Aw, Marilyn, say it isn't so!
I wonder how they define "smoking"?.............
I guess NYC's attitude toward smoking is noticeably more lenient than is Colorado's.
Well there is the actual case where a first grader drew the typical picture of cowboys with (hand) guns drawn on the "bad guys" - and was suspended for his actions - I kid you not.
Maybe Martinez is just saying that the law says X and the judiciary has no authority to interpret the law as saying Y instead of X just because some people would like it to say Y. If you don't like the law, change the law not the judge.
The title seems more crazy than the ban actually is. However, people should be able to smoke and use cigarettes as props, sort of similar to how people should be able to eat trans-fats: they shouldn't consume them, but it is not the government's role to stop them.
Its funny, actually. It seems like people tend to smoke more in "liberal" places. I lived in San Francisco for a year and almost everybody there smoked. When I went to a liberal university almost everybody there smoked. Yet, funny enough, when I go to church I never see a single smoker. That's not to say people who go to church don't smoke, but I'm guessing its a lot less common.
Those bubble gum cigars were pretty cool.

An unlit cigarette violates the smoking ban? (Surely no one would light the talcum powder "cigarette" mentioned in the article.)
The smoking ban bans smoking, including the case where nothing and no one is actually smoking?
Actually it isn't. (NYC has asmoking ban in bars and restaurants) The thing is that the guy smoking the doobie knows, like most other criminals, that the cops wont show up after he is long gone. Just try to find a cop in Central Park.
Just consider it my own little botched joke. ;-)
Is it still legal to pretend we're free?
This is an example of a fascist goverment out of control as every government ruled by "liberals" becomes.
The same government will put old people to death, unborn babies to death, women in a coma to death, protect the lives of murderers and terrorists, put people in jail for smoking and for talking about "gay marriage", raid your home and kill you for having the wrong opinion.
It all depends upon the wording of the ban. Because of the wording of the smoker-ban in Delaware what the actors in Denver have been using on stage would be perfectly legal, because the ban specifically states tobacco. Cigarettes that do not contain tobacco, but rather other legal products, are perfectly legal to smoke in places smoking tobacco (such as bars) is illegal.
This sort of thing is becoming a commonplace everywhere, such that if a given state's legislature ever decided to ban interfering, anal-retentive, whinging, control-freak busybodies who can't manage to get through a day of life without telling someone, somewhere what to do and/or how to do it, the same state's population would no doubt vanish overnight.

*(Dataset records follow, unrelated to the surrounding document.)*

//! Injected time source.

use std::sync::RwLock;

use chrono::{DateTime, Duration, Utc};

/// Source of the current time.
///
/// Coupon validity and order timestamps read the clock through this
/// trait so that tests can pin or advance time deterministically.
pub trait Clock: Send + Sync {
    /// Returns the current time.
    fn now(&self) -> DateTime<Utc>;
}

/// Clock backed by the system time.
#[derive(Debug, Clone, Copy, Default)]
pub struct SystemClock;

impl Clock for SystemClock {
    fn now(&self) -> DateTime<Utc> {
        Utc::now()
    }
}

/// Clock pinned to a settable instant, for tests.
#[derive(Debug)]
pub struct FixedClock {
    now: RwLock<DateTime<Utc>>,
}

impl FixedClock {
    /// Creates a clock pinned at the given instant.
    pub fn at(now: DateTime<Utc>) -> Self {
        Self {
            now: RwLock::new(now),
        }
    }

    /// Re-pins the clock to a new instant.
    pub fn set(&self, now: DateTime<Utc>) {
        *self.now.write().unwrap() = now;
    }

    /// Moves the clock forward by the given duration.
    pub fn advance(&self, by: Duration) {
        let mut now = self.now.write().unwrap();
        *now = *now + by;
    }
}

impl Clock for FixedClock {
    fn now(&self) -> DateTime<Utc> {
        *self.now.read().unwrap()
    }
}
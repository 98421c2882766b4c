//! Checkout configuration: order numbering, tax and shipping prices.

use domain::Money;

/// A shipping option with a fixed price.
#[derive(Debug, Clone, PartialEq, Eq)]
pub struct ShippingMethod {
    pub code: String,
    pub label: String,
    pub price: Money,
}

/// Pricing and numbering configuration for the order workflow.
#[derive(Debug, Clone)]
pub struct CheckoutConfig {
    /// Prefix of human-readable order numbers (`REC-YYYYMMDD-NNNN`).
    pub order_number_prefix: String,

    /// Tax rate in basis points, applied to the order subtotal.
    pub tax_rate_bps: i64,

    /// Currency code stamped on orders and payments.
    pub currency: String,

    /// Available shipping methods.
    pub shipping_methods: Vec<ShippingMethod>,
}

impl CheckoutConfig {
    /// Looks up a shipping method by code.
    pub fn shipping_method(&self, code: &str) -> Option<&ShippingMethod> {
        self.shipping_methods.iter().find(|m| m.code == code)
    }
}

impl Default for CheckoutConfig {
    fn default() -> Self {
        Self {
            order_number_prefix: "REC".to_string(),
            tax_rate_bps: 875,
            currency: "USD".to_string(),
            shipping_methods: vec![
                ShippingMethod {
                    code: "standard".to_string(),
                    label: "Standard (3-5 business days)".to_string(),
                    price: Money::from_cents(499),
                },
                ShippingMethod {
                    code: "express".to_string(),
                    label: "Express (1-2 business days)".to_string(),
                    price: Money::from_cents(1499),
                },
                ShippingMethod {
                    code: "pickup".to_string(),
                    label: "In-store pickup".to_string(),
                    price: Money::zero(),
                },
            ],
        }
    }
}
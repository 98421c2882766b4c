//! Product snapshot supplied by the catalog.

use common::ProductId;
use serde::{Deserialize, Serialize};
use thiserror::Error;

use crate::money::Money;

/// Errors raised when constructing a product snapshot.
#[derive(Debug, Error, PartialEq, Eq)]
pub enum ProductError {
    /// A sale price must undercut the list price.
    #[error("Sale price {sale} is not below list price {list}")]
    SalePriceNotBelowList { list: Money, sale: Money },
}

/// A point-in-time view of a catalog product (an album).
///
/// The catalog service owns the live record; the order workflow only
/// ever reads snapshots, capturing prices into cart lines and
/// denormalizing display fields into order lines.
#[derive(Debug, Clone, PartialEq, Eq, Serialize, Deserialize)]
pub struct ProductSnapshot {
    pub id: ProductId,
    pub slug: String,
    pub title: String,
    pub artist: String,
    /// Media format, e.g. "LP", "2xLP", "CD".
    pub format: String,
    pub cover_image: Option<String>,
    pub list_price: Money,
    pub sale_price: Option<Money>,
}

impl ProductSnapshot {
    /// Creates a snapshot, validating that any sale price is strictly
    /// below the list price.
    #[allow(clippy::too_many_arguments)]
    pub fn new(
        id: ProductId,
        slug: impl Into<String>,
        title: impl Into<String>,
        artist: impl Into<String>,
        format: impl Into<String>,
        cover_image: Option<String>,
        list_price: Money,
        sale_price: Option<Money>,
    ) -> Result<Self, ProductError> {
        if let Some(sale) = sale_price
            && sale >= list_price
        {
            return Err(ProductError::SalePriceNotBelowList {
                list: list_price,
                sale,
            });
        }

        Ok(Self {
            id,
            slug: slug.into(),
            title: title.into(),
            artist: artist.into(),
            format: format.into(),
            cover_image,
            list_price,
            sale_price,
        })
    }

    /// Returns the price a buyer pays right now: the sale price when
    /// present, otherwise the list price.
    pub fn effective_price(&self) -> Money {
        match self.sale_price {
            Some(sale) if sale < self.list_price => sale,
            _ => self.list_price,
        }
    }
}
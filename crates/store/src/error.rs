//! Store error types.

use thiserror::Error;

/// Errors that can occur when interacting with the store.
#[derive(Debug, Error)]
pub enum StoreError {
    /// The requested record does not exist.
    #[error("{entity} not found: {id}")]
    NotFound { entity: &'static str, id: String },

    /// A record with a conflicting key already exists.
    #[error("{entity} already exists: {id}")]
    Duplicate { entity: &'static str, id: String },

    /// A database error occurred.
    #[error("Database error: {0}")]
    Database(#[from] sqlx::Error),

    /// A database migration error occurred.
    #[error("Migration error: {0}")]
    Migration(#[from] sqlx::migrate::MigrateError),

    /// A serialization/deserialization error occurred.
    #[error("Serialization error: {0}")]
    Serialization(#[from] serde_json::Error),
}

/// Result type for store operations.
pub type Result<T> = std::result::Result<T, StoreError>;
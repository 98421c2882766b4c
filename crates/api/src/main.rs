//! API server entry point.

use api::config::Config;
use store::{MemoryStore, PostgresStore};
use tokio::signal;
use tracing_subscriber::EnvFilter;
use tracing_subscriber::layer::SubscriberExt;
use tracing_subscriber::util::SubscriberInitExt;

/// Waits for a shutdown signal (SIGINT or SIGTERM).
async fn shutdown_signal() {
    let ctrl_c = async {
        signal::ctrl_c()
            .await
            .expect("failed to install SIGINT handler");
    };

    #[cfg(unix)]
    let terminate = async {
        signal::unix::signal(signal::unix::SignalKind::terminate())
            .expect("failed to install SIGTERM handler")
            .recv()
            .await;
    };

    #[cfg(not(unix))]
    let terminate = std::future::pending::<()>();

    tokio::select! {
        () = ctrl_c => {
            tracing::info!("received SIGINT, starting graceful shutdown");
        }
        () = terminate => {
            tracing::info!("received SIGTERM, starting graceful shutdown");
        }
    }
}

async fn serve(app: axum::Router, addr: &str) {
    let listener = tokio::net::TcpListener::bind(addr)
        .await
        .expect("failed to bind address");
    axum::serve(listener, app)
        .with_graceful_shutdown(shutdown_signal())
        .await
        .expect("server error");
}

#[tokio::main]
async fn main() {
    let config = Config::from_env();

    // 1. Initialize tracing
    tracing_subscriber::registry()
        .with(
            EnvFilter::try_from_default_env()
                .unwrap_or_else(|_| EnvFilter::new(config.log_level.clone())),
        )
        .with(tracing_subscriber::fmt::layer())
        .init();

    // 2. Install Prometheus metrics recorder
    let prometheus_builder = metrics_exporter_prometheus::PrometheusBuilder::new();
    let metrics_handle = prometheus_builder
        .install_recorder()
        .expect("failed to install Prometheus recorder");

    let addr = config.addr();
    tracing::info!(%addr, "starting API server");

    // 3. Pick the store backend and run
    match &config.database_url {
        Some(url) => {
            let pool = sqlx::postgres::PgPoolOptions::new()
                .max_connections(10)
                .connect(url)
                .await
                .expect("failed to connect to database");
            let store = PostgresStore::new(pool);
            store.run_migrations().await.expect("migrations failed");

            let state = api::create_default_state(store);
            serve(api::create_app(state, metrics_handle), &addr).await;
        }
        None => {
            tracing::warn!("DATABASE_URL not set, using the in-memory store");
            let state = api::create_default_state(MemoryStore::new());
            serve(api::create_app(state, metrics_handle), &addr).await;
        }
    }

    tracing::info!("server shut down gracefully");
}
//! Post-commit order events.
//!
//! The workflow publishes these after a successful store commit; the
//! sink decides what delivery means (email, queue, log). Keeping the
//! side effects behind an explicit port makes their ordering and
//! failure handling visible instead of hiding them in model lifecycle
//! hooks.

use std::sync::{Arc, RwLock};

use async_trait::async_trait;
use common::{OrderId, PaymentId};
use domain::Money;
use serde::Serialize;

/// Events emitted by the order workflow.
#[derive(Debug, Clone, PartialEq, Eq, Serialize)]
#[serde(tag = "type", rename_all = "snake_case")]
pub enum OrderEvent {
    /// An order was created from a cart.
    OrderCreated {
        order_id: OrderId,
        order_number: String,
        total: Money,
    },

    /// An order was handed to the carrier.
    OrderShipped {
        order_id: OrderId,
        order_number: String,
    },

    /// An order was cancelled; `refunded` is true when a captured
    /// payment was returned as part of the cancellation.
    OrderCancelled { order_id: OrderId, refunded: bool },

    /// The processor confirmed a payment failure.
    PaymentFailed {
        order_id: OrderId,
        payment_id: PaymentId,
        reason: Option<String>,
    },
}

impl OrderEvent {
    /// Returns the event type name.
    pub fn event_type(&self) -> &'static str {
        match self {
            OrderEvent::OrderCreated { .. } => "order_created",
            OrderEvent::OrderShipped { .. } => "order_shipped",
            OrderEvent::OrderCancelled { .. } => "order_cancelled",
            OrderEvent::PaymentFailed { .. } => "payment_failed",
        }
    }
}

/// Destination for post-commit events.
#[async_trait]
pub trait EventSink: Send + Sync {
    /// Delivers one event. Delivery is best-effort; the workflow never
    /// rolls back a committed order because a notification failed.
    async fn publish(&self, event: OrderEvent);
}

/// Sink that records events in memory, for tests.
#[derive(Debug, Clone, Default)]
pub struct InMemoryEventSink {
    events: Arc<RwLock<Vec<OrderEvent>>>,
}

impl InMemoryEventSink {
    /// Creates a new empty sink.
    pub fn new() -> Self {
        Self::default()
    }

    /// Returns all recorded events in publish order.
    pub fn events(&self) -> Vec<OrderEvent> {
        self.events.read().unwrap().clone()
    }

    /// Returns the number of recorded events.
    pub fn event_count(&self) -> usize {
        self.events.read().unwrap().len()
    }
}

#[async_trait]
impl EventSink for InMemoryEventSink {
    async fn publish(&self, event: OrderEvent) {
        self.events.write().unwrap().push(event);
    }
}

/// Sink that logs events through `tracing`, the default for the
/// server binary.
#[derive(Debug, Clone, Copy, Default)]
pub struct TracingEventSink;

#[async_trait]
impl EventSink for TracingEventSink {
    async fn publish(&self, event: OrderEvent) {
        tracing::info!(event = event.event_type(), ?event, "order event");
    }
}

#[cfg(test)]
mod tests {
    use super::*;

    #[tokio::test]
    async fn test_in_memory_sink_records_in_order() {
        let sink = InMemoryEventSink::new();
        let order_id = OrderId::new();

        sink.publish(OrderEvent::OrderCreated {
            order_id,
            order_number: "REC-20260806-0001".to_string(),
            total: Money::from_cents(1800),
        })
        .await;
        sink.publish(OrderEvent::OrderCancelled {
            order_id,
            refunded: false,
        })
        .await;

        let events = sink.events();
        assert_eq!(events.len(), 2);
        assert_eq!(events[0].event_type(), "order_created");
        assert_eq!(events[1].event_type(), "order_cancelled");
    }

    #[test]
    fn test_event_serializes_with_tag() {
        let event = OrderEvent::PaymentFailed {
            order_id: OrderId::new(),
            payment_id: PaymentId::new(),
            reason: Some("card_declined".to_string()),
        };
        let json = serde_json::to_value(&event).unwrap();
        assert_eq!(json["type"], "payment_failed");
        assert_eq!(json["reason"], "card_declined");
    }
}
//! Application configuration loaded from environment variables.

/// Server configuration with sensible defaults.
///
/// Reads from environment variables:
/// - `HOST` — bind address (default: `"0.0.0.0"`)
/// - `PORT` — listen port (default: `3000`)
/// - `RUST_LOG` — tracing filter directive (default: `"info"`)
/// - `DATABASE_URL` — optional Postgres URL; the server runs on the
///   in-memory store when unset
#[derive(Debug, Clone)]
pub struct Config {
    pub host: String,
    pub port: u16,
    pub log_level: String,
    pub database_url: Option<String>,
}

impl Config {
    /// Loads configuration from environment variables, falling back to
    /// defaults.
    pub fn from_env() -> Self {
        Self {
            host: std::env::var("HOST").unwrap_or_else(|_| "0.0.0.0".to_string()),
            port: std::env::var("PORT")
                .ok()
                .and_then(|p| p.parse().ok())
                .unwrap_or(3000),
            log_level: std::env::var("RUST_LOG").unwrap_or_else(|_| "info".to_string()),
            database_url: std::env::var("DATABASE_URL").ok(),
        }
    }

    /// Returns the `"host:port"` bind address string.
    pub fn addr(&self) -> String {
        format!("{}:{}", self.host, self.port)
    }
}

impl Default for Config {
    fn default() -> Self {
        Self {
            host: "0.0.0.0".to_string(),
            port: 3000,
            log_level: "info".to_string(),
            database_url: None,
        }
    }
}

Well, finally they've tipped their hand. I've said all along it's not about second hand smoke, it's about telling smokers what to do. It's about control, by control freaks that have so little control of their own lives, they get their jollies by telling someone, anyone what to do.
I'm reminded of once being in a checkout line at Wal-Mart. While the checker was checking my groceries, I took a cigarette out and held it in one hand while holding a lighter in the other as I chatted with the checker. I had no intention of lightig it, but a woman behind me was becoming more and more agitated. She finally shrieked, "You can't smoke that in here!" when I told her I no such plan, she became even more shrill. "But you have it in your hand," she protested. Since that day, I take every opportunity to wave an unlit cigarette around. It drives the Nazis nuts. Oh, I forgot. They're already nuts.
"What about drawing a picture of someone smoking?"
Are you kidding? That's next. Then there'll be the the crime of "thinking about smoking."
From the article,
"Directors have said that fake cigarettes, like those containing talcum powder, look fake and distract the audience."
Candy cigarettes ? I bought some this year off a campground store shelf.